Having to submit a long-term disability claim is never what anyone wants to do, but sometimes, it is what they have to do. After all if a disability prevents you from working, you need those benefits to survive, and it is why you purchased your long-term insurance in the first place. However, if you received a denial letter from your insurance company, you would want to know your options.
Review the denial letter
Review the denial letter to understand why your claim was denied as it must explain the basis for the denial, including the evidence that was used to deny your claim. Often, the claim is simply a lack of sufficient medical evidence or a failure to meet the definition of disability, which sometimes can both be rectified with more medical documentation. There could also be a citation to some treatment non-compliance, a pre-existing exclusion or limitation or some other policy exclusion or limitation.
Note your deadlines and the appeal and reconsideration instructions. You must follow these instructions and deadlines.
Request a copy of your claim file
Next to prepare for your appeal or reconsideration, request a copy of your claim file. This file will contain that information cited in the denial letter. This will include your application, medical records and reports, policy and coverage details, etc. This information will help you find inconsistencies, omissions, errors and additional information that you can provide to substantiate your claim.
Gather evidence and build your case
Once you find the inconsistencies, omissions or errors, gather the information to substantiate that these are in fact, inconsistencies, omissions or errors. If just additional information is needed, gather that information, like updated medical records and reports.
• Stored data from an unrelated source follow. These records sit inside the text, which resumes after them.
impl Transaction {
    pub fn new() -> Self {
        Transaction {
            new_tasks: Arena::new(),
            new_events: Arena::new(),
            owned_by: FnvHashMap::default(),
            proxied_tasks: FnvHashSet::default(),
            proxied_events: FnvHashSet::default(),
            removed_tasks: FnvHashSet::default(),
            removed_events: FnvHashSet::default(),
            event_relation_add: Vec::new(),
            event_relation_remove: Vec::new(),
            task_relation_add: Vec::new(),
            task_relation_remove: Vec::new(),
            mission_overlay: FnvHashMap::default(),
            permanent_overlay: FnvHashMap::default(),
        }
    }

    /// `trsc[task]`: returns the proxy for a plan task, recording it as
    /// referenced by this transaction. Proxies are purely structural — the
    /// `Transaction` type exposes no `call`/`start` methods, so attempting to
    /// drive a proxy the way one drives a live task simply does not compile.
    pub fn proxy_task(&mut self, plan: &crate::Plan, id: TaskId) -> Option<TaskRef> {
        plan.tasks.get(id.0)?;
        self.proxied_tasks.insert(id);
        Some(TaskRef::Plan(id))
    }

    /// `trsc[task, false]`: returns the proxy only if one has already been
    /// created for `id`.
    pub fn proxy_task_if_exists(&self, id: TaskId) -> Option<TaskRef> {
        self.proxied_tasks.contains(&id).then_some(TaskRef::Plan(id))
    }

    pub fn proxy_event(&mut self, plan: &crate::Plan, id: EventId) -> Option<EventRef> {
        plan.events.get(id.0)?;
        self.proxied_events.insert(id);
        Some(EventRef::Plan(id))
    }

    /// Looks up a declared event on a task created earlier in this same
    /// transaction, so callers can link relations to it before it has a
    /// plan-assigned id.
    pub fn new_task_event(&self, task: TaskRef, name: &str) -> Option<EventRef> {
        match task {
            TaskRef::New(idx) => self
                .new_tasks
                .get(idx)
                .and_then(|t| t.event_id(name))
                .map(|eid| EventRef::New(eid.0)),
            TaskRef::Plan(_) => None,
        }
    }

    /// Adds a task local to this transaction. It only becomes real (gets a
    /// plan-assigned `TaskId`) on commit.
    pub fn add_task(&mut self, model: std::rc::Rc<TaskModel>) -> TaskRef {
        let decls = model.events.clone();
        let task_idx = self.new_tasks.insert(Task::new(model));
        for decl in &decls {
            let event_idx = self.new_events.insert(EventGenerator::new(
                decl.name.as_str(),
                GeneratorKind::Free, // resolved against the real owner at commit
                decl.terminal,
            ));
            self.owned_by
                .insert(event_idx, (task_idx, decl.name.clone()));
            self.new_tasks
                .get_mut(task_idx)
                .unwrap()
                .events
                .insert(decl.name.clone(), EventId(event_idx));
        }
        TaskRef::New(task_idx)
    }

    pub fn remove_task(&mut self, id: TaskId) {
        self.removed_tasks.insert(id);
    }

    pub fn remove_event(&mut self, id: EventId) {
        self.removed_events.insert(id);
    }

    pub fn link_signal(&mut self, src: EventRef, dst: EventRef, info: SignalInfo) {
        self.event_relation_add
            .push((RelationKind::Signal, src, dst, info));
    }

    pub fn unlink_signal(&mut self, src: EventRef, dst: EventRef) {
        self.event_relation_remove
            .push((RelationKind::Signal, src, dst));
    }

    pub fn link_forward(&mut self, src: EventRef, dst: EventRef) {
        self.event_relation_add
            .push((RelationKind::Forward, src, dst, SignalInfo::default()));
    }

    pub fn unlink_forward(&mut self, src: EventRef, dst: EventRef) {
        self.event_relation_remove
            .push((RelationKind::Forward, src, dst));
    }

    pub fn link_precedence(&mut self, src: EventRef, dst: EventRef) {
        self.event_relation_add
            .push((RelationKind::Precedence, src, dst, SignalInfo::default()));
    }

    pub fn link_dependency(&mut self, parent: TaskRef, child: TaskRef, info: DependencyInfo) {
        self.task_relation_add
            .push((TaskRelationKind::Dependency, parent, child, info));
    }

    pub fn unlink_dependency(&mut self, parent: TaskRef, child: TaskRef) {
        self.task_relation_remove
            .push((TaskRelationKind::Dependency, parent, child));
    }

    pub fn link_error_handling(&mut self, task: TaskRef, handler: TaskRef) {
        self.task_relation_add.push((
            TaskRelationKind::ErrorHandling,
            task,
            handler,
            DependencyInfo::default(),
        ));
    }

    pub fn link_planned_by(&mut self, task: TaskRef, planner: TaskRef) {
        self.task_relation_add.push((
            TaskRelationKind::PlannedBy,
            task,
            planner,
            DependencyInfo::default(),
        ));
    }

    pub fn mark_mission(&mut self, task: TaskRef, value: bool) {
        self.mission_overlay.insert(task, value);
    }

    pub fn mark_permanent(&mut self, task: TaskRef, value: bool) {
        self.permanent_overlay.insert(task, value);
    }

    /// Returns the union view (section 4.7) of everything reachable via
    /// `relation`: `seeds_in_plan` walked over the live plan graph (which
    /// this transaction has not yet touched), and `seeds_in_transaction`
    /// walked over the relation edges staged in this transaction, which may
    /// reach both proxied plan tasks and brand-new ones.
    pub fn merged_generated_subgraphs(
        &self,
        plan: &crate::Plan,
        relation: TaskRelation,
        seeds_in_plan: &[TaskId],
        seeds_in_transaction: &[TaskRef],
    ) -> FnvHashSet<TaskRef> {
        let mut out: FnvHashSet<TaskRef> = match relation {
            TaskRelation::Dependency => plan
                .dependency
                .generated_subgraphs(seeds_in_plan, false)
                .vertices()
                .map(TaskRef::Plan)
                .collect(),
            TaskRelation::ErrorHandling => plan
                .error_handling
                .generated_subgraphs(seeds_in_plan, false)
                .vertices()
                .map(TaskRef::Plan)
                .collect(),
            TaskRelation::PlannedBy => plan
                .planned_by
                .generated_subgraphs(seeds_in_plan, false)
                .vertices()
                .map(TaskRef::Plan)
                .collect(),
        };

        let mut adjacency: FnvHashMap<TaskRef, Vec<TaskRef>> = FnvHashMap::default();
        for (kind, src, dst, _) in &self.task_relation_add {
            if relation_matches(kind, relation) {
                adjacency.entry(*src).or_default().push(*dst);
            }
        }

        let mut visited: FnvHashSet<TaskRef> = FnvHashSet::default();
        let mut frontier: Vec<TaskRef> = seeds_in_transaction.to_vec();
        while let Some(current) = frontier.pop() {
            if !visited.insert(current) {
                continue;
            }
            out.insert(current);
            if let Some(next) = adjacency.get(&current) {
                frontier.extend(next.iter().copied());
            }
        }

        out
    }

    /// Replays every staged change into `plan`. After this returns, the
    /// transaction has been consumed; no proxies of its objects remain
    /// distinguishable from ordinary plan objects.
    pub fn commit(self, plan: &mut crate::Plan) -> Result<(), String> {
        let Transaction {
            new_tasks,
            new_events,
            owned_by,
            removed_tasks,
            removed_events,
            event_relation_add,
            event_relation_remove,
            task_relation_add,
            task_relation_remove,
            mission_overlay,
            permanent_overlay,
            ..
        } = self;

        fn resolve_task(r: TaskRef, local: &FnvHashMap<u32, TaskId>) -> Option<TaskId> {
            match r {
                TaskRef::Plan(id) => Some(id),
                TaskRef::New(idx) => local.get(&idx).copied(),
            }
        }
        fn resolve_event(r: EventRef, local: &FnvHashMap<u32, EventId>) -> Option<EventId> {
            match r {
                EventRef::Plan(id) => Some(id),
                EventRef::New(idx) => local.get(&idx).copied(),
            }
        }

        let mut local_tasks: FnvHashMap<u32, TaskId> = FnvHashMap::default();
        for (idx, task) in new_tasks.iter() {
            let real_id = plan.add_task(task.model.clone());
            local_tasks.insert(idx, real_id);
        }

        let mut local_events: FnvHashMap<u32, EventId> = FnvHashMap::default();
        for (idx, _gen) in new_events.iter() {
            if let Some((task_idx, name)) = owned_by.get(&idx) {
                let real_task = *local_tasks
                    .get(task_idx)
                    .ok_or("transaction commit: task for owned event missing")?;
                let real_event = plan
                    .tasks
                    .get(real_task.0)
                    .and_then(|t| t.event_id(name))
                    .ok_or("transaction commit: declared event missing on new task")?;
                local_events.insert(idx, real_event);
            } else {
                let real_id = plan.add_free_event("transaction-event", false);
                local_events.insert(idx, real_id);
            }
        }

        for id in &removed_tasks {
            plan.remove_task(*id);
        }
        for id in &removed_events {
            plan.remove_free_event(*id);
        }

        for (kind, src, dst, info) in event_relation_add {
            let (Some(s), Some(d)) = (
                resolve_event(src, &local_events),
                resolve_event(dst, &local_events),
            ) else {
                return Err("transaction commit: dangling event reference".to_string());
            };
            match kind {
                RelationKind::Signal => plan.signal.set(s, d, info),
                RelationKind::Forward => plan.forward.set(s, d, ()),
                RelationKind::Precedence => plan.precedence.set(s, d, ()),
            }
        }
        for (kind, src, dst) in event_relation_remove {
            let (Some(s), Some(d)) = (
                resolve_event(src, &local_events),
                resolve_event(dst, &local_events),
            ) else {
                continue;
            };
            match kind {
                RelationKind::Signal => {
                    plan.signal.unlink(s, d);
                }
                RelationKind::Forward => {
                    plan.forward.unlink(s, d);
                }
                RelationKind::Precedence => {
                    plan.precedence.unlink(s, d);
                }
            }
        }

        for (kind, src, dst, info) in task_relation_add {
            let (Some(s), Some(d)) = (
                resolve_task(src, &local_tasks),
                resolve_task(dst, &local_tasks),
            ) else {
                return Err("transaction commit: dangling task reference".to_string());
            };
            match kind {
                TaskRelationKind::Dependency => plan.dependency.set(s, d, info),
                TaskRelationKind::ErrorHandling => plan.error_handling.set(s, d, ()),
                TaskRelationKind::PlannedBy => plan.planned_by.set(s, d, ()),
            }
        }
        for (kind, src, dst) in task_relation_remove {
            let (Some(s), Some(d)) = (
                resolve_task(src, &local_tasks),
                resolve_task(dst, &local_tasks),
            ) else {
                continue;
            };
            match kind {
                TaskRelationKind::Dependency => {
                    plan.dependency.unlink(s, d);
                }
                TaskRelationKind::ErrorHandling => {
                    plan.error_handling.unlink(s, d);
                }
                TaskRelationKind::PlannedBy => {
                    plan.planned_by.unlink(s, d);
                }
            }
        }

        for (task_ref, value) in mission_overlay {
            if let Some(id) = resolve_task(task_ref, &local_tasks) {
                if value {
                    plan.missions.insert(id);
                } else {
                    plan.missions.remove(&id);
                }
            }
        }
        for (task_ref, value) in permanent_overlay {
            if let Some(id) = resolve_task(task_ref, &local_tasks) {
                if value {
                    plan.permanents.insert(id);
                } else {
                    plan.permanents.remove(&id);
                }
            }
        }

        Ok(())
    }

    /// Drops the transaction without touching the plan.
    pub fn discard(self) {}
}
You may also need additional statements from your care providers, co-workers, family and friends to show how your disability affects your ability to work and perform daily activities. If there are new tests or results, include those as well. Before you submit your appeal, make sure you review your policy documents, the denial letter and your additional information to make sure you comply with your coverage and can substantiate why you are entitled to coverage.
Submitting your appeal
Depending on whether you have an individual or group plan, you likely have various levels of appeals and reconsideration. For individual plans, you can usually appeal directly to the insurance company, and then file a lawsuit if that appeal is denied. For group plans, there are usually one or more administrative appeals before you can file a Employee Retirement Income Security Act lawsuit.